Differences between evolutionary psychology and evolutionary psychology

Every weekday, in the corridors of the Psychology Faculties of Spain and Latin America, a series of people can be seen wandering around the corridors and classrooms, totally disoriented. They are mostly young students, but there is something in their gaze that has nothing to do with the expression of self-sufficiency and bravery that would be expected to sparkle on the face of any twenty year old.

What is the reason for this kind of inner tension? Very simple: their knowledge of psychology is founded on something that is essentially WRONG; hence there are certain ideas and concepts that they are unable to understand no matter how hard they try. There is something that escapes them. And that is that these poor devils still do not know that Evolutionary Psychology and Evolutionary Psychology are not the same thing.

Luckily, sooner or later, a savage teacher always arrives and ends up clarifying these concepts in what will be one of the shortest lessons to be taken advantage of during the race. However, the difference between evolutionary and evolutionary psychology is better to know it as soon as possible (and preferably before failing any exam for ignoring it), since both deal with totally different things and, in fact, it is not clear that evolutionary psychology is a branch of psychology itself.

In order to understand the relationship between both, it is good to delve a little bit into a concept to which both appeal: evolution .

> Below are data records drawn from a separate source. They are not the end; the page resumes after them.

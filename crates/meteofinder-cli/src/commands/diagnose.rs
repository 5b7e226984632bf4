use std::path::PathBuf;

use anyhow::{anyhow, Result};
use clap::Args;
use meteofinder_core::pipeline::diagnose_image;
use meteofinder_core::scoring::SensitivityLevel;

use crate::summary::print_diagnosis;

use super::load_config;

#[derive(Args)]
pub struct DiagnoseArgs {
    /// Images to inspect
    #[arg(required = true)]
    pub images: Vec<PathBuf>,

    /// Sensitivity level used for the level-dependent checks
    #[arg(short, long)]
    pub sensitivity: Option<u8>,

    /// TOML config file for the detector settings
    #[arg(short, long)]
    pub config: Option<PathBuf>,

    /// Print the measurements as JSON
    #[arg(long)]
    pub json: bool,
}

/// Show what the pre-filter measured on each segment and why it was rejected.
pub fn run(args: &DiagnoseArgs) -> Result<()> {
    let mut config = load_config(args.config.as_deref())?;
    if let Some(level) = args.sensitivity {
        config.level = SensitivityLevel::try_from(level)?;
    }
    config.validate()?;

    for path in &args.images {
        let diagnosis = diagnose_image(path, &config.detector, config.level)
            .map_err(|f| anyhow!("{}: {} failed: {}", path.display(), f.stage, f.cause))?;
        if args.json {
            println!("{}", serde_json::to_string_pretty(&diagnosis)?);
        } else {
            print_diagnosis(path, config.level, &diagnosis);
        }
    }
    println!();
    Ok(())
}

Two basic types of evolution

The concept of “evolution” is sufficiently abstract to be able to be used to explain a great variety of processes, but basically it defines a development through which different changes take place more or less gradually . In the fields of study of psychology, however, evolution usually refers to two essentially different processes: the changes that occur in the development of an organism and the changes that occur in the form and behaviour of species, from generation to generation.

Phylogeny and Ontogeny

When we speak of the first type of evolution, that which refers to individual organisms that develop from their zygote form to senescence, we speak of ontogeny , while when we speak of processes of change between generations and species that follow one another, we speak of their phylogeny .

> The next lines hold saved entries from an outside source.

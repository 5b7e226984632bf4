pub mod gradient;
pub mod nms;

use ndarray::Array2;
use serde::{Deserialize, Serialize};
use tracing::debug;

use crate::consts::{DEFAULT_EDGE_BLUR_SIGMA, DEFAULT_EDGE_THRESHOLD};
use crate::error::{MeteorError, Result};
use crate::filters::gaussian_blur::gaussian_blur_array;
use crate::raster::Raster;

pub use gradient::{sobel, Gradient};
pub use nms::suppress_non_maxima;

/// Configuration for edge extraction.
///
/// These values are independent of the meteor sensitivity level.
#[derive(Clone, Debug, PartialEq, Serialize, Deserialize)]
pub struct EdgeConfig {
    /// Gaussian blur sigma applied before the Sobel pass.
    #[serde(default = "default_blur_sigma")]
    pub blur_sigma: f32,
    /// Minimum Sobel magnitude for an edge pixel.
    #[serde(default = "default_threshold")]
    pub threshold: f32,
}

fn default_blur_sigma() -> f32 {
    DEFAULT_EDGE_BLUR_SIGMA
}
fn default_threshold() -> f32 {
    DEFAULT_EDGE_THRESHOLD
}

impl Default for EdgeConfig {
    fn default() -> Self {
        Self {
            blur_sigma: DEFAULT_EDGE_BLUR_SIGMA,
            threshold: DEFAULT_EDGE_THRESHOLD,
        }
    }
}

/// Thinned binary edge mask plus the gradient magnitude it was cut from.
#[derive(Clone, Debug)]
pub struct EdgeMap {
    pub mask: Array2<bool>,
    pub magnitude: Array2<f32>,
}

impl EdgeMap {
    pub fn width(&self) -> usize {
        self.mask.ncols()
    }

    pub fn height(&self) -> usize {
        self.mask.nrows()
    }

    pub fn edge_count(&self) -> usize {
        self.mask.iter().filter(|&&e| e).count()
    }

    pub fn is_edge(&self, x: i64, y: i64) -> bool {
        if x < 0 || y < 0 {
            return false;
        }
        self.mask
            .get([y as usize, x as usize])
            .copied()
            .unwrap_or(false)
    }

    /// Edge pixel coordinates as `(x, y)`, in row-major order.
    pub fn edge_points(&self) -> Vec<(usize, usize)> {
        self.mask
            .indexed_iter()
            .filter(|(_, &e)| e)
            .map(|((row, col), _)| (col, row))
            .collect()
    }
}

/// Smooth, differentiate, thin and threshold a raster into an [`EdgeMap`].
pub fn extract_edges(raster: &Raster, config: &EdgeConfig) -> Result<EdgeMap> {
    if raster.is_empty() {
        return Err(MeteorError::unsupported(
            "<raster>",
            format!(
                "cannot extract edges from a {}x{} raster",
                raster.width(),
                raster.height()
            ),
        ));
    }

    let smoothed = gaussian_blur_array(&raster.data, config.blur_sigma);
    let grad = sobel(&smoothed);
    let mask = suppress_non_maxima(&grad, config.threshold);

    let edges = EdgeMap {
        mask,
        magnitude: grad.magnitude,
    };
    debug!(
        width = edges.width(),
        height = edges.height(),
        edges = edges.edge_count(),
        "Extracted edges"
    );
    Ok(edges)
}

The basic idea that serves to distinguish evolutionary psychology from evolutionary psychology is the following: evolutionary psychology studies the psychology of human beings in terms of their ontogenetic development , while evolutionary psychology studies human behaviour in the light of the evolution of the species, that is, in the light of their phylogenetic development.

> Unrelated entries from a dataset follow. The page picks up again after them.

use ndarray::Array2;
use rayon::prelude::*;

use crate::consts::{
    HOUGH_PEAK_RHO_RADIUS, HOUGH_PEAK_THETA_RADIUS, HOUGH_THETA_BINS, PARALLEL_PIXEL_THRESHOLD,
};
use crate::edges::EdgeMap;

/// A (theta, rho) vote accumulator over an edge map.
///
/// Theta is the angle of the line normal, one bin per degree over [0, 180).
/// Rho bins are 1 px wide and offset by `rho_offset` so that index 0 holds
/// the most negative distance.
pub struct HoughAccumulator {
    pub votes: Array2<u32>,
    pub rho_offset: usize,
    cos_table: Vec<f32>,
    sin_table: Vec<f32>,
}

/// A local maximum of the accumulator.
#[derive(Clone, Copy, Debug, PartialEq)]
pub struct HoughPeak {
    pub theta_bin: usize,
    pub rho: f32,
    pub votes: u32,
}

impl HoughPeak {
    /// Normal angle in radians.
    pub fn theta(&self) -> f32 {
        self.theta_bin as f32 * std::f32::consts::PI / HOUGH_THETA_BINS as f32
    }
}

impl HoughAccumulator {
    pub fn theta_bins(&self) -> usize {
        self.votes.nrows()
    }

    pub fn rho_bins(&self) -> usize {
        self.votes.ncols()
    }

    pub fn cos_sin(&self, theta_bin: usize) -> (f32, f32) {
        (self.cos_table[theta_bin], self.sin_table[theta_bin])
    }

    /// Vote every edge pixel into every theta bin.
    pub fn accumulate(edges: &EdgeMap) -> Self {
        let (h, w) = (edges.height(), edges.width());
        let diag = ((w * w + h * h) as f32).sqrt().ceil() as usize;
        let rho_bins = 2 * diag + 1;
        let step = std::f32::consts::PI / HOUGH_THETA_BINS as f32;
        let cos_table: Vec<f32> = (0..HOUGH_THETA_BINS)
            .map(|t| (t as f32 * step).cos())
            .collect();
        let sin_table: Vec<f32> = (0..HOUGH_THETA_BINS)
            .map(|t| (t as f32 * step).sin())
            .collect();

        let points = edges.edge_points();
        let column = |t: usize| -> Vec<u32> {
            let mut col = vec![0u32; rho_bins];
            let (c, s) = (cos_table[t], sin_table[t]);
            for &(x, y) in &points {
                let rho = x as f32 * c + y as f32 * s;
                let idx = (rho.round() as i64 + diag as i64) as usize;
                if idx < rho_bins {
                    col[idx] += 1;
                }
            }
            col
        };

        let columns: Vec<Vec<u32>> = if w * h >= PARALLEL_PIXEL_THRESHOLD {
            (0..HOUGH_THETA_BINS).into_par_iter().map(column).collect()
        } else {
            (0..HOUGH_THETA_BINS).map(column).collect()
        };

        let mut votes = Array2::<u32>::zeros((HOUGH_THETA_BINS, rho_bins));
        for (t, col) in columns.into_iter().enumerate() {
            for (r, v) in col.into_iter().enumerate() {
                votes[[t, r]] = v;
            }
        }

        Self {
            votes,
            rho_offset: diag,
            cos_table,
            sin_table,
        }
    }

    /// Cells with at least `min_votes` that are maxima of their suppression
    /// window, strongest first, at most `max_peaks` of them.
    ///
    /// The window wraps across theta = 0/180, where rho changes sign. Among
    /// equal-valued neighbours the one with the lower flat index survives.
    pub fn peaks(&self, min_votes: u32, max_peaks: usize) -> Vec<HoughPeak> {
        let bins = self.theta_bins() as i64;
        let rho_bins = self.rho_bins() as i64;
        let mut peaks = Vec::new();

        for ((t, r), &v) in self.votes.indexed_iter() {
            if v < min_votes || v == 0 {
                continue;
            }
            let here = t as i64 * rho_bins + r as i64;
            let mut is_peak = true;

            'window: for dt in -(HOUGH_PEAK_THETA_RADIUS as i64)..=HOUGH_PEAK_THETA_RADIUS as i64 {
                let mut nt = t as i64 + dt;
                let mut mirrored = false;
                if nt < 0 {
                    nt += bins;
                    mirrored = true;
                } else if nt >= bins {
                    nt -= bins;
                    mirrored = true;
                }
                for dr in -(HOUGH_PEAK_RHO_RADIUS as i64)..=HOUGH_PEAK_RHO_RADIUS as i64 {
                    if dt == 0 && dr == 0 {
                        continue;
                    }
                    let mut nr = r as i64 + dr;
                    if mirrored {
                        nr = rho_bins - 1 - nr;
                    }
                    if nr < 0 || nr >= rho_bins {
                        continue;
                    }
                    let other = self.votes[[nt as usize, nr as usize]];
                    let there = nt * rho_bins + nr;
                    if other > v || (other == v && there < here) {
                        is_peak = false;
                        break 'window;
                    }
                }
            }

            if is_peak {
                peaks.push(HoughPeak {
                    theta_bin: t,
                    rho: r as f32 - self.rho_offset as f32,
                    votes: v,
                });
            }
        }

        peaks.sort_by(|a, b| {
            b.votes
                .cmp(&a.votes)
                .then(a.theta_bin.cmp(&b.theta_bin))
                .then(a.rho.total_cmp(&b.rho))
        });
        peaks.truncate(max_peaks);
        peaks
    }
}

The object of study of Evolutionary Psychology is the patterns of behavior and subjectivation that are associated with each phase of the growth of a human being, while Evolutionary Psychology, rather than offering a field of study, proposes an approach based on what is known about the evolutionary history of populations from which their lineage originates in order to obtain hypotheses about how people behave.

Where does the confusion come from?

This is a problem that has to do with the translation into Spanish of words used in the dominant academic environment, which uses English. What we know today as evolutionary psychology was originally called developmental psychology , which means that in this language there is practically no confusion.

However, when the first researchers began to talk about evolutionary psychology , a very similar term already existed in Spanish to designate the previous branch of psychology. That is why in Spain and Latin America the word “evolutionary” is used, to distinguish it from evolutionary without giving up its basic meaning, which is related to a process of change.

Bibliographic references:

  • Bunge, M. and Ardila, R. (2002). Philosophy of psychology. Mexico: Siglo XXI.
  • Papalia, D. and Wendkos, S. (1992). Psychology. Mexico: McGraw-Hill.
  • Triglia, Adrián; Regader, Bertrand; García-Allen, Jonathan (2016). Psychologically speaking. Paidós.